1.0 0.06256845107559564
2.0 0.044106218114943946
5.0 0.6579074939019229
3.0 0.0721843042805808
4.0 0.1632335326269567


In [11]:
# clean up the corpus 

def filter_text_as_sentence_list(text, end="END"):
    sentences_list = []
    for sent in text.split('.'):
        if sent.strip() != '':
            sentences_list.append(sent.strip()+" "+end)
    return sentences_list

def filter_text(text, end="END"):
    sentences_list = []
    for sent in text.split('.'):
        if sent.strip() != '':
            sentences_list.append(sent.strip()+" "+end)
    return ' '.join(sentences_list)

def convert_review_as_sentence(review):
    return [sent.strip() for sent in review.split(" END") if sent != '' and sent !=' ']

def convert_reviews_to_sentences(texts):
    return [convert_review_as_sentence(text) for text in texts]

In [12]:
filtered_texts = [filter_text(text) for text in texts]

In [13]:
scores = [int(float(score)) for score in scores]
labels = to_categorical(np.asarray(scores))

In [14]:
print(len(filtered_texts))
print(filtered_texts[0])

389877
but not enough sizes or colors END Fits true to size on my size 8-1/2 feet END Bottom soles are completely slick END needs some kind of texturing or tread to help prevent slipping END


In [15]:
# the part of data construction is only for hierarchical attention model
filtered_texts_sentences = convert_reviews_to_sentences(filtered_texts)

In [16]:
print(filtered_texts_sentences[0])

['but not enough sizes or colors', 'Fits true to size on my size 8-1/2 feet', 'Bottom soles are completely slick', 'needs some kind of texturing or tread to help prevent slipping']

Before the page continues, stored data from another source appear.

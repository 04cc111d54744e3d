//! Per-run state handed to test code

use std::collections::HashMap;
use std::path::{Path, PathBuf};
use tracing::{debug, warn};

use crate::models::{CaseInfo, RunOptions, StepResult, TestId, Verbosity};
use crate::results::RestartLedger;
use crate::tags::TagSet;
use crate::utils::{ScratchDir, WorkingDir};

/// State shared by every case of one run
#[derive(Debug)]
pub struct RunContext {
    options: RunOptions,
    ledger: RestartLedger,
    datadirs: HashMap<String, PathBuf>,
}

impl RunContext {
    pub fn new(options: RunOptions) -> Self {
        let ledger = RestartLedger::new(options.restart_file.clone());
        Self {
            options,
            ledger,
            datadirs: HashMap::new(),
        }
    }

    pub fn options(&self) -> &RunOptions {
        &self.options
    }

    pub fn ledger(&self) -> &RestartLedger {
        &self.ledger
    }

    /// Data directory of the case's class, computed once per class
    ///
    /// `data/` next to the class source file, or under the working
    /// directory when the source file is unknown.
    pub fn datadir(&mut self, info: &CaseInfo) -> PathBuf {
        let key = info.id.class_key();
        if let Some(dir) = self.datadirs.get(&key) {
            return dir.clone();
        }

        let dir = compute_datadir(info.source_file.as_deref());
        debug!("Data directory for {}: {}", key, dir.display());
        self.datadirs.insert(key, dir.clone());
        dir
    }

    /// Path of `parts` joined under the class data directory
    pub fn datapath(&mut self, info: &CaseInfo, parts: &[&str]) -> PathBuf {
        parts
            .iter()
            .fold(self.datadir(info), |path, part| path.join(part))
    }
}

fn compute_datadir(source_file: Option<&str>) -> PathBuf {
    let cwd = std::env::current_dir().unwrap_or_default();
    let base = source_file
        .map(Path::new)
        .and_then(Path::parent)
        .map(|parent| {
            if parent.is_absolute() {
                parent.to_path_buf()
            } else {
                cwd.join(parent)
            }
        })
        .unwrap_or(cwd);
    base.join("data")
}

/// What test code sees of the running case and the run
pub struct Cx<'a> {
    info: &'a mut CaseInfo,
    run: &'a mut RunContext,
}

impl<'a> Cx<'a> {
    pub fn new(info: &'a mut CaseInfo, run: &'a mut RunContext) -> Self {
        Self { info, run }
    }

    pub fn id(&self) -> &TestId {
        &self.info.id
    }

    pub fn info(&self) -> &CaseInfo {
        self.info
    }

    pub fn tags(&self) -> &TagSet {
        &self.info.tags
    }

    pub fn description(&self) -> String {
        self.info.description()
    }

    /// Override the description reported for the current case
    pub fn set_description(&mut self, descr: impl Into<String>) {
        self.info.set_description(Some(descr.into()));
    }

    pub fn datadir(&mut self) -> PathBuf {
        self.run.datadir(self.info)
    }

    pub fn datapath(&mut self, parts: &[&str]) -> PathBuf {
        self.run.datapath(self.info, parts)
    }

    pub fn options(&self) -> &RunOptions {
        self.run.options()
    }

    /// Free-form option set in the config file or environment
    pub fn option(&self, key: &str) -> Option<&str> {
        self.run.options().extra.get(key).map(String::as_str)
    }

    pub fn option_or<'b>(&'b self, key: &str, default: &'b str) -> &'b str {
        self.option(key).unwrap_or(default)
    }

    pub fn verbosity(&self) -> Verbosity {
        self.run.options().verbosity
    }

    /// Run `f` with a fresh scratch directory, removed once `f` returns
    pub fn with_tempdir<F>(&mut self, f: F) -> StepResult
    where
        F: FnOnce(&mut Cx<'_>, &Path) -> StepResult,
    {
        let scratch = ScratchDir::new()?;
        let outcome = f(self, scratch.path());
        if let Err(err) = scratch.close() {
            warn!("Scratch directory for {} not removed: {}", self.info.id, err);
        }
        outcome
    }

    /// [`Cx::with_tempdir`] with the scratch directory as working directory
    pub fn within_tempdir<F>(&mut self, f: F) -> StepResult
    where
        F: FnOnce(&mut Cx<'_>, &Path) -> StepResult,
    {
        self.with_tempdir(|cx, dir| {
            let _cwd = WorkingDir::enter(dir)?;
            f(cx, dir)
        })
    }
}

#[cfg(test)]
mod tests {
    use super::*;
    use crate::models::TestClass;

    #[test]
    fn test_datadir_next_to_source() {
        let class = TestClass::new("m", "TC").with_source_file("/srv/suite/test_io.rs");
        let case = class.case("test_a", |_| Ok(()));
        let mut run = RunContext::new(RunOptions::new());

        assert_eq!(run.datadir(&case.info), PathBuf::from("/srv/suite/data"));
        assert_eq!(
            run.datapath(&case.info, &["in", "a.txt"]),
            PathBuf::from("/srv/suite/data/in/a.txt")
        );
    }

    #[test]
    fn test_datadir_memoized_per_class() {
        let first = TestClass::new("m", "TC").with_source_file("/one/t.rs");
        // same class key, different source: the first answer sticks
        let second = TestClass::new("m", "TC").with_source_file("/two/t.rs");
        let mut run = RunContext::new(RunOptions::new());

        let a = run.datadir(&first.case("test_a", |_| Ok(())).info);
        let b = run.datadir(&second.case("test_b", |_| Ok(())).info);
        assert_eq!(a, b);
    }

    #[test]
    fn test_datadir_without_source_uses_cwd() {
        let case = TestClass::new("m", "TC").case("test_a", |_| Ok(()));
        let mut run = RunContext::new(RunOptions::new());
        let _lock = crate::utils::cwd_lock();
        let cwd = std::env::current_dir().unwrap();
        assert_eq!(run.datadir(&case.info), cwd.join("data"));
    }

    #[test]
    fn test_with_tempdir_removes_directory() {
        let mut case = TestClass::new("m", "TC").case("test_a", |_| Ok(()));
        let mut run = RunContext::new(RunOptions::new());
        let mut cx = Cx::new(&mut case.info, &mut run);
        let mut seen = PathBuf::new();

        cx.with_tempdir(|cx, dir| {
            seen = dir.to_path_buf();
            crate::utils::create_files(&["in/a.txt", "out/"], dir)?;
            assert!(dir.join("in/a.txt").is_file());
            assert_eq!(cx.id().method, "test_a");
            Ok(())
        })
        .unwrap();

        assert!(!seen.as_os_str().is_empty());
        assert!(!seen.exists());
    }

    #[test]
    fn test_within_tempdir_switches_working_dir() {
        let mut case = TestClass::new("m", "TC").case("test_a", |_| Ok(()));
        let mut run = RunContext::new(RunOptions::new());
        let mut cx = Cx::new(&mut case.info, &mut run);

        let outcome = cx.within_tempdir(|_, dir| {
            let cwd = std::env::current_dir()?;
            assert_eq!(cwd.canonicalize()?, dir.canonicalize()?);
            std::fs::write("relative.txt", "x")?;
            assert!(dir.join("relative.txt").is_file());
            Err(crate::models::Signal::failure("still cleaned up"))
        });

        assert!(matches!(outcome, Err(crate::models::Signal::Failure(_))));
        let _lock = crate::utils::cwd_lock();
        assert!(!std::env::current_dir().unwrap().join("relative.txt").exists());
    }

    #[test]
    fn test_cx_options() {
        let mut case = TestClass::new("m", "TC").case("test_a", |_| Ok(()));
        let mut run = RunContext::new(RunOptions::new().with_extra("dsn", "sqlite://"));
        let mut cx = Cx::new(&mut case.info, &mut run);

        assert_eq!(cx.option("dsn"), Some("sqlite://"));
        assert_eq!(cx.option_or("user", "admin"), "admin");
        cx.set_description("renamed");
        assert_eq!(cx.description(), "renamed");
        assert_eq!(cx.id().to_string(), "m.TC.test_a");
    }
}
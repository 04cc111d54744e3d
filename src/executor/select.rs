//! Case selection
//!
//! A [`Selector`] decides which cases, and which named sub-tests of a
//! generative case, take part in a run. No selector means everything runs.

use std::collections::HashSet;

use crate::generative::SubTest;
use crate::models::CaseInfo;
use crate::results::{LedgerError, RestartLedger};
use crate::tags::{TagExpr, TagExprError};

/// Predicate over cases and generative items
pub trait Selector {
    fn accepts_case(&self, info: &CaseInfo) -> bool;

    /// Whether a named item of a generative case is selected on its own
    fn accepts_item(&self, info: &CaseInfo, _item: &SubTest) -> bool {
        self.accepts_case(info)
    }

    /// Whether a generative case is started at all; its items are then
    /// filtered one by one
    fn admits_generative(&self, info: &CaseInfo) -> bool {
        self.accepts_case(info)
    }
}

impl<F> Selector for F
where
    F: Fn(&CaseInfo) -> bool,
{
    fn accepts_case(&self, info: &CaseInfo) -> bool {
        self(info)
    }
}

/// Cases whose tags satisfy an expression
#[derive(Clone, Debug)]
pub struct TagSelector {
    expr: TagExpr,
}

impl TagSelector {
    pub fn new(expression: &str) -> Result<Self, TagExprError> {
        Ok(Self {
            expr: TagExpr::parse(expression)?,
        })
    }
}

impl Selector for TagSelector {
    fn accepts_case(&self, info: &CaseInfo) -> bool {
        info.tags.matches_expr(&self.expr)
    }
}

/// Cases whose dotted id, or sub-tests whose name, contains a substring
#[derive(Clone, Debug)]
pub struct PatternSelector {
    pattern: String,
}

impl PatternSelector {
    pub fn new(pattern: impl Into<String>) -> Self {
        Self {
            pattern: pattern.into(),
        }
    }
}

impl Selector for PatternSelector {
    fn accepts_case(&self, info: &CaseInfo) -> bool {
        info.id.to_string().contains(&self.pattern)
    }

    fn accepts_item(&self, _info: &CaseInfo, item: &SubTest) -> bool {
        item.name
            .as_deref()
            .is_some_and(|name| name.contains(&self.pattern))
    }

    /// Named items may match even when the case id does not
    fn admits_generative(&self, _info: &CaseInfo) -> bool {
        true
    }
}

/// Cases not yet recorded in the restart ledger
#[derive(Clone, Debug, Default)]
pub struct ResumeSelector {
    done: HashSet<String>,
}

impl ResumeSelector {
    pub fn new(done: HashSet<String>) -> Self {
        Self { done }
    }

    pub fn from_ledger(ledger: &RestartLedger) -> Result<Self, LedgerError> {
        Ok(Self::new(ledger.succeeded()?))
    }

    pub fn len(&self) -> usize {
        self.done.len()
    }

    pub fn is_empty(&self) -> bool {
        self.done.is_empty()
    }
}

impl Selector for ResumeSelector {
    fn accepts_case(&self, info: &CaseInfo) -> bool {
        !self.done.contains(&info.id.to_string())
    }
}

/// Conjunction of selectors
#[derive(Default)]
pub struct AllOf {
    selectors: Vec<Box<dyn Selector>>,
}

impl AllOf {
    pub fn new() -> Self {
        Self::default()
    }

    pub fn with(mut self, selector: impl Selector + 'static) -> Self {
        self.selectors.push(Box::new(selector));
        self
    }

    pub fn is_empty(&self) -> bool {
        self.selectors.is_empty()
    }
}

impl Selector for AllOf {
    fn accepts_case(&self, info: &CaseInfo) -> bool {
        self.selectors.iter().all(|s| s.accepts_case(info))
    }

    fn accepts_item(&self, info: &CaseInfo, item: &SubTest) -> bool {
        self.selectors.iter().all(|s| s.accepts_item(info, item))
    }

    fn admits_generative(&self, info: &CaseInfo) -> bool {
        self.selectors.iter().all(|s| s.admits_generative(info))
    }
}
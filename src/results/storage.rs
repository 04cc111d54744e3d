//! Results storage and export
//!
//! Saves finished runs as JSON under a results directory and exports them
//! as JSON or CSV.

use anyhow::{Context, Result};
use chrono::{DateTime, Utc};
use serde::{Deserialize, Serialize};
use std::fs::{self, File};
use std::io::{BufReader, BufWriter};
use std::path::{Path, PathBuf};
use tracing::{debug, info};

use super::collector::ResultCollector;
use crate::models::{RunOptions, RunSummary, TestRecord};

/// A finished run as written to disk
#[derive(Clone, Debug, Serialize, Deserialize)]
pub struct StoredRun {
    /// Unique run ID
    pub id: String,

    pub started_at: DateTime<Utc>,

    pub completed_at: DateTime<Utc>,

    pub tests_run: usize,
    pub successes: usize,
    pub failures: usize,
    pub errors: usize,
    pub skipped: usize,
    pub duration_ms: u64,
    pub stopped_early: bool,

    /// One entry per reported outcome
    pub records: Vec<TestRecord>,

    /// Rendered tracebacks of failures and errors
    pub faults: Vec<StoredFault>,

    /// Options the run used
    pub options: RunOptions,

    pub environment: EnvironmentInfo,
}

/// A failure or error with its rendered traceback
#[derive(Clone, Debug, Serialize, Deserialize)]
pub struct StoredFault {
    pub test_id: String,
    pub description: String,
    /// `FAIL` or `ERROR`
    pub flavour: String,
    pub traceback: String,
}

/// Environment information
#[derive(Clone, Debug, Serialize, Deserialize)]
pub struct EnvironmentInfo {
    pub os: String,
    pub arch: String,
    pub tool_version: String,
    pub working_dir: Option<String>,
}

impl Default for EnvironmentInfo {
    fn default() -> Self {
        Self {
            os: std::env::consts::OS.to_string(),
            arch: std::env::consts::ARCH.to_string(),
            tool_version: env!("CARGO_PKG_VERSION").to_string(),
            working_dir: std::env::current_dir()
                .ok()
                .map(|p| p.display().to_string()),
        }
    }
}

impl StoredRun {
    /// Capture a finished run
    pub fn new(summary: &RunSummary, result: &ResultCollector, options: &RunOptions) -> Self {
        let faults = result
            .errors()
            .iter()
            .map(|f| (f, "ERROR"))
            .chain(result.failures().iter().map(|f| (f, "FAIL")))
            .map(|(fault, flavour)| StoredFault {
                test_id: fault.test_id.clone(),
                description: fault.description.clone(),
                flavour: flavour.to_string(),
                traceback: fault.rendered.clone(),
            })
            .collect();

        Self {
            id: generate_run_id(),
            started_at: summary.started_at,
            completed_at: Utc::now(),
            tests_run: summary.tests_run,
            successes: summary.successes,
            failures: summary.failures,
            errors: summary.errors,
            skipped: summary.skipped,
            duration_ms: summary.duration_ms,
            stopped_early: summary.stopped_early,
            records: summary.records.clone(),
            faults,
            options: options.clone(),
            environment: EnvironmentInfo::default(),
        }
    }

    pub fn was_successful(&self) -> bool {
        self.failures == 0 && self.errors == 0
    }
}

/// Generate unique run ID
fn generate_run_id() -> String {
    let timestamp = Utc::now().format("%Y%m%d_%H%M%S");
    let random: u32 = rand::random::<u32>() % 10000;
    format!("{timestamp}_{random:04}")
}

/// Results storage manager
pub struct ResultsStorage {
    /// Base directory for results
    base_dir: PathBuf,
}

impl ResultsStorage {
    pub fn new(base_dir: impl Into<PathBuf>) -> Self {
        Self {
            base_dir: base_dir.into(),
        }
    }

    /// Storage under the platform data directory
    pub fn default_dir() -> Self {
        let base_dir = dirs::data_dir()
            .unwrap_or_else(|| PathBuf::from("."))
            .join("skipaware")
            .join("results");
        Self::new(base_dir)
    }

    pub fn base_dir(&self) -> &Path {
        &self.base_dir
    }

    fn run_path(&self, run_id: &str) -> PathBuf {
        self.base_dir.join(format!("{run_id}.json"))
    }

    /// Save a run
    pub fn save(&self, run: &StoredRun) -> Result<PathBuf> {
        fs::create_dir_all(&self.base_dir).with_context(|| {
            format!("Failed to create results directory {}", self.base_dir.display())
        })?;

        let path = self.run_path(&run.id);
        let file = File::create(&path).context("Failed to create results file")?;
        let writer = BufWriter::new(file);
        serde_json::to_writer_pretty(writer, run).context("Failed to write results")?;

        info!("Saved test results to {}", path.display());
        Ok(path)
    }

    /// Load a run by ID
    pub fn load(&self, run_id: &str) -> Result<StoredRun> {
        let path = self.run_path(run_id);
        let run = self.load_from_path(&path)?;
        debug!("Loaded test results from {}", path.display());
        Ok(run)
    }

    pub fn load_from_path(&self, path: &Path) -> Result<StoredRun> {
        let file = File::open(path).context("Failed to open results file")?;
        let reader = BufReader::new(file);
        serde_json::from_reader(reader).context("Failed to parse results")
    }

    /// All stored runs, newest first
    pub fn list_runs(&self) -> Result<Vec<StoredRun>> {
        if !self.base_dir.exists() {
            return Ok(Vec::new());
        }

        let mut runs = Vec::new();
        for entry in fs::read_dir(&self.base_dir)? {
            let path = entry?.path();
            if path.extension().map(|e| e == "json").unwrap_or(false) {
                match self.load_from_path(&path) {
                    Ok(run) => runs.push(run),
                    Err(e) => debug!("Failed to load {}: {}", path.display(), e),
                }
            }
        }

        runs.sort_by(|a, b| b.started_at.cmp(&a.started_at));
        Ok(runs)
    }

    pub fn latest(&self) -> Result<Option<StoredRun>> {
        Ok(self.list_runs()?.into_iter().next())
    }

    /// Export a run to a file
    pub fn export(&self, run: &StoredRun, path: &Path, format: ExportFormat) -> Result<()> {
        export_run(run, path, format)
    }
}

/// Write a run to `path` in the given format
pub fn export_run(run: &StoredRun, path: &Path, format: ExportFormat) -> Result<()> {
    match format {
        ExportFormat::Json => {
            let file = File::create(path)
                .with_context(|| format!("Failed to create {}", path.display()))?;
            let writer = BufWriter::new(file);
            serde_json::to_writer_pretty(writer, run)?;
        }
        ExportFormat::Csv => {
            let mut writer = csv::Writer::from_path(path)
                .with_context(|| format!("Failed to create {}", path.display()))?;

            writer.write_record(["test_id", "description", "status", "duration_ms", "message"])?;
            for record in &run.records {
                writer.write_record([
                    record.test_id.clone(),
                    record.description.clone(),
                    record.status.to_string(),
                    record.duration_ms.to_string(),
                    record.message.clone().unwrap_or_default(),
                ])?;
            }
            writer.flush()?;
        }
    }

    info!("Exported results to {}", path.display());
    Ok(())
}

/// Export format
#[derive(Clone, Copy, Debug, PartialEq, Eq)]
pub enum ExportFormat {
    Json,
    Csv,
}

impl ExportFormat {
    pub fn from_str(s: &str) -> Option<Self> {
        match s.to_lowercase().as_str() {
            "json" => Some(ExportFormat::Json),
            "csv" => Some(ExportFormat::Csv),
            _ => None,
        }
    }

    pub fn from_extension(path: &Path) -> Option<Self> {
        path.extension()
            .and_then(|e| e.to_str())
            .and_then(Self::from_str)
    }
}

## Classification model (Keras)

In [17]:
import os
import sys

from keras.preprocessing.text import Tokenizer
from keras.preprocessing.sequence import pad_sequences
from keras.utils import to_categorical
from keras.models import Model
from keras.layers import Input, Dense, Flatten, Lambda
from keras.layers import Conv1D, MaxPooling1D, Embedding

import keras.backend as K

In [18]:
embedding_dim = 100
max_sequence_length = 100    # corpus max sentence length 2043
max_num_words = 20000

### Data preprocessing

In [19]:
# need to build index mapping words to their embeddings 
# embeddings_index[word] = coefficient vector as np.array

BASE_DIR = ''
GLOVE_DIR = BASE_DIR + 'glove.6B/'

embeddings_index = {}
f = open(os.path.join(GLOVE_DIR, 'glove.6B.100d.txt'))
for line in f:
    values = line.split()
    word = values[0]
    coefs = np.asarray(values[1:], dtype='float32')
    embeddings_index[word] = coefs
f.close()

In [20]:
tokenizer = Tokenizer(num_words=max_num_words)
tokenizer.fit_on_texts(filtered_texts)
sequences = tokenizer.texts_to_sequences(filtered_texts)

word_index = tokenizer.word_index

data = pad_sequences(sequences, maxlen=max_sequence_length)

In [21]:
# print(sequences[19])

In [22]:
# print(word_index['END'])

In [23]:
# maxlength = 0
# for seq in sequences:
#     if len(seq) > maxlength:
#         maxlength = len(seq)
# print(maxlength)

In [24]:
# print(data[20])

In [25]:
# This part is only for hierarchical attention model 

sequences_sentences = [tokenizer.texts_to_sequences(sent_list) for sent_list in filtered_texts_sentences]

In [26]:
print(sequences_sentences[0])

[[20, 30, 194, 310, 48, 198], [368, 188, 6, 33, 19, 13, 33, 193, 149, 104, 38], [357, 250, 11, 628, 1687], [618, 102, 421, 9, 48, 892, 6, 549, 2080, 1113]]


In [27]:
max_sentence_length = 0
for seq in sequences_sentences:
    if len(seq) > max_sentence_length:
        max_sentence_length = len(seq)
print(max_sentence_length)

107


In [28]:
data_sentences = [pad_sequences(index_list, maxlen=max_sequence_length) for index_list in sequences_sentences]


In [29]:
# print(type(data_sentences[0]))
data_sentences_padded = []
for data_sentence in data_sentences:
    if len(data_sentence) < max_sentence_length:
        data_sentences_padded.append(np.concatenate(([[0]*max_sequence_length]*(max_sentence_length-len(data_sentence)), data_sentence), axis=0))

In [30]:
# print(data_sentences[0][0])
print(len(data_sentences[0]))

4


In [31]:
# split the data 

validation_split = 0.2 

indices = np.arange(data.shape[0])
np.random.shuffle(indices)
data = data[indices]
labels = labels[indices]
num_validation_samples = int(validation_split * data.shape[0])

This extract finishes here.